LA IMPROVISACIÓN. Proceso creativo instantáneo.

 

Improvisar es un Arte, es hacer / generar tú música al momento, en su estado más puro. 

Improvisar es tu verdadero espejo creativo y emocional, es tú diálogo más interno; no hay trampa ni cartón, te sale lo que te gusta, lo que llevas dentro.

 

Evidentemente, no es hacerlo a lo loco, a ver si suena, o si surge algo, porqué si… Esto no es así. Claro está, ha de ser, “tú improvisación” de alguna manera, controlada, argumentada, teniendo en cuenta cierto guión sonoro. 

 

No olvidemos, que para disfrutar de libertad plena compositiva, debemos de partir de cierta premisa u objetivo a desarrollar, es decir, de partir o tomar algo como referencia. Aunque también es cierto, se debe ser consciente de lo que es realmente certero y qué no lo es. No todo vale. 

 

Ésta acción, ésta forma creativa, “este proceso”, es muchas veces denostada, por “ciertos profesionales” musicales y por algunos ámbitos más clasicistas, siendo más o menos reacios o críticos ante ésta manera de crear;  cómo, síntoma de ignorancia, de sin sentido o de poco conocimiento de lo que se hace. 

 

Cómo compositor y músico autodidacta, no comparto la idea de que el juicio o las obras de un compositor o músico no profesional, es decir, no académico, sean de menor valor que las del compositor profesional titulado. 

 

Según parece ser, hay dos formas o maneras fundamentales para componer música:

1_ La manera convencional: a través de la Teoría tradicional, de la centralización académica, con sus reglas estrictas , anotaciones y su escritura ancestral. 

 

2_ La manera “improvisada” : impulsando, activando, provocando y desarrollando tu mente musical. 

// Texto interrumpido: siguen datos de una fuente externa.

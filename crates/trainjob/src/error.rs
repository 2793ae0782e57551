//! Error taxonomy for the CLI.
//!
//! Every failure a command can produce folds into [`CliError`], which also
//! decides the process exit code.

use std::path::PathBuf;

use thiserror::Error;

/// Exit code for invalid or conflicting command-line usage.
pub const EXIT_USAGE: u8 = 2;

/// Exit code for validation, credential and execution failures.
pub const EXIT_FAILURE: u8 = 1;

/// Semantically invalid job definition supplied through flags.
#[derive(Debug, Error, PartialEq, Eq)]
pub enum ValidationError {
    /// A flag required for flag-driven submission is absent.
    #[error("Missing required option '--{0}' (required unless '--config-file' is provided)")]
    MissingOption(&'static str),

    /// Instance type is outside the supported set.
    #[error("Unsupported instance type '{0}'")]
    UnsupportedInstanceType(String),

    /// Label selector is not valid JSON or not a JSON object.
    #[error("Invalid label selector: {0}")]
    InvalidLabelSelector(String),

    /// Label selector contains a nested object or array.
    #[error("Invalid label selector: value for key '{0}' must be a string, number or boolean")]
    NestedLabelValue(String),

    /// Only one half of the queue/priority pair was given.
    #[error("'--{present}' requires '--{missing}': queue name and priority must be provided together")]
    PartialQueuePair {
        present: &'static str,
        missing: &'static str,
    },

    /// A volume binding entry is malformed.
    #[error("Invalid {option} entry '{entry}': expected {expected}")]
    InvalidVolumeSpec {
        option: &'static str,
        entry: String,
        expected: &'static str,
    },

    /// Environment variables are not a flat JSON object.
    #[error("Invalid environment: {0}")]
    InvalidEnvironment(String),

    /// A job name or namespace is not a valid Kubernetes resource name.
    #[error("Invalid {field} '{value}': {reason}")]
    InvalidName {
        field: &'static str,
        value: String,
        reason: &'static str,
    },

    /// Auto-resume was requested with a restart policy that cannot resume.
    #[error("'--auto-resume' requires '--restart-policy OnFailure', got '{0}'")]
    AutoResumeRestartPolicy(String),
}

/// Failures reading or validating a job-definition file.
#[derive(Debug, Error)]
pub enum ConfigFileError {
    /// Nothing exists at the resolved path.
    #[error("Config file not found: {}", .0.display())]
    NotFound(PathBuf),

    /// Something exists at the path but it is not a regular file.
    #[error("Config file path does not point to a file: {}", .0.display())]
    NotAFile(PathBuf),

    /// The file could not be read.
    #[error("Failed to read config file {}: {source}", path.display())]
    Read {
        path: PathBuf,
        #[source]
        source: std::io::Error,
    },

    /// The file is not valid YAML.
    #[error("Failed to parse config file {}: {source}", path.display())]
    Parse {
        path: PathBuf,
        #[source]
        source: serde_yaml::Error,
    },

    /// The YAML does not have the shape of a job definition.
    #[error("Invalid job definition template: {0}")]
    TemplateValidation(String),
}

/// Failures composing a job configuration from a template.
#[derive(Debug, Error)]
pub enum TemplateError {
    /// Template file does not exist in the template directory.
    #[error("Template '{name}' not found in {}", dir.display())]
    NotFound { dir: PathBuf, name: String },

    /// Template file could not be read.
    #[error("Failed to read template {}: {source}", path.display())]
    Read {
        path: PathBuf,
        #[source]
        source: std::io::Error,
    },

    /// Handlebars rendering failed.
    #[error("Failed to render template '{name}': {source}")]
    Render {
        name: String,
        #[source]
        source: Box<handlebars::RenderError>,
    },

    /// Rendered template is not valid YAML.
    #[error("Template '{name}' is not valid YAML: {source}")]
    Parse {
        name: String,
        #[source]
        source: serde_yaml::Error,
    },

    /// An override path descends through a value that is not a mapping.
    #[error("Cannot apply override '{path}': '{segment}' is not a mapping")]
    PathConflict { path: String, segment: String },

    /// Composed configuration could not be serialized.
    #[error("Failed to serialize composed configuration: {0}")]
    Serialize(#[from] serde_yaml::Error),
}

/// Top-level error returned by every command.
#[derive(Debug, Error)]
pub enum CliError {
    /// Conflicting or missing command-line arguments.
    #[error("{0}")]
    Usage(String),

    /// Invalid job definition from flags.
    #[error(transparent)]
    Validation(#[from] ValidationError),

    /// Missing or malformed config file.
    #[error(transparent)]
    ConfigFile(#[from] ConfigFileError),

    /// Cloud credentials are not usable.
    #[error("Invalid cloud credentials: {0}")]
    Credential(String),

    /// Any failure from the cluster, templating or apply step.
    #[error("Unexpected error happens when trying to {action}: {source:#}")]
    Unexpected {
        action: &'static str,
        #[source]
        source: anyhow::Error,
    },
}

impl CliError {
    /// Wrap an execution failure with the action that was being attempted.
    pub fn unexpected(action: &'static str, source: impl Into<anyhow::Error>) -> Self {
        Self::Unexpected {
            action,
            source: source.into(),
        }
    }

    /// Process exit code for this error.
    #[must_use]
    pub fn exit_code(&self) -> u8 {
        match self {
            Self::Usage(_) => EXIT_USAGE,
            Self::Validation(_)
            | Self::ConfigFile(_)
            | Self::Credential(_)
            | Self::Unexpected { .. } => EXIT_FAILURE,
        }
    }
}

/// Result alias used by command handlers.
pub type Result<T, E = CliError> = std::result::Result<T, E>;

A ésta forma de hacer “música” pienso, es “mal llamada”, por los académicos, cómo “músicas populares”.

 

Bajo mi perspectiva, muchas veces, lo aleatorio, lo no tan planeado, el dejarse fluir sin ataduras, te conduce a resultados altamente sorprendentes, verdaderamente originales y genuinos.

 

Al fin y al cabo, tú “modo subconsciente” es tú fuente, el auténtico manantial de pureza creativa, es lo que sorprende, lo que no esperas, lo más emocional y gozo absoluto de libertad de expresión sonora. 

 

Improvisar, con criterio y entendimiento aproximado sobre lo que haces, es además, un desafío de gran envergadura.

La propia acción te arrastra, te implica, a que tengas que enfocar toda la inteligencia, tus emociones y energías en ese preciso instante…. y verter tu creatividad, vaciarte completamente, ahí mismo, en ese preciso instante, sin ni siquiera tiempo para su reflexión. 

Es entonces, cuando te das cuenta que estás dentro. 

ES TÚ MÚSICA.

 

Por otra parte, hay muchos músicos y compositores, profesionales o no, que de manera bastante general, tienden a sobreplanificar todo en sus obras, y más aún, en el mundo mas comercial del género de la Canción, donde se planea y controla lo que suceda al detalle, e incluso, algunos, primero, hacen cálculos de todo tipo,_ de negocio, en ventas, para mayor audiencias, acciones mediáticas, de marketing, etc. Es todo un NEGOCIO.

 

Al fin y al cabo, cada cuál, músico o compositor, verá, entenderá, seguirá, su propio proceso;  lo que utilice, para qué, sus contactos, ser conocido, sus intenciones y lo que busque o persiga con sus obras.

 

 

 Lo mas importante, a mi entender, ya seas profesional, académico o autodidacta, es dejar en tu composición tú verdadera esencia, tus emociones y calidad artística, con  auténtico prestigio y forma de trabajo, ya quede, tú obra,  escrita en pentagrama o grabada en archivo digital.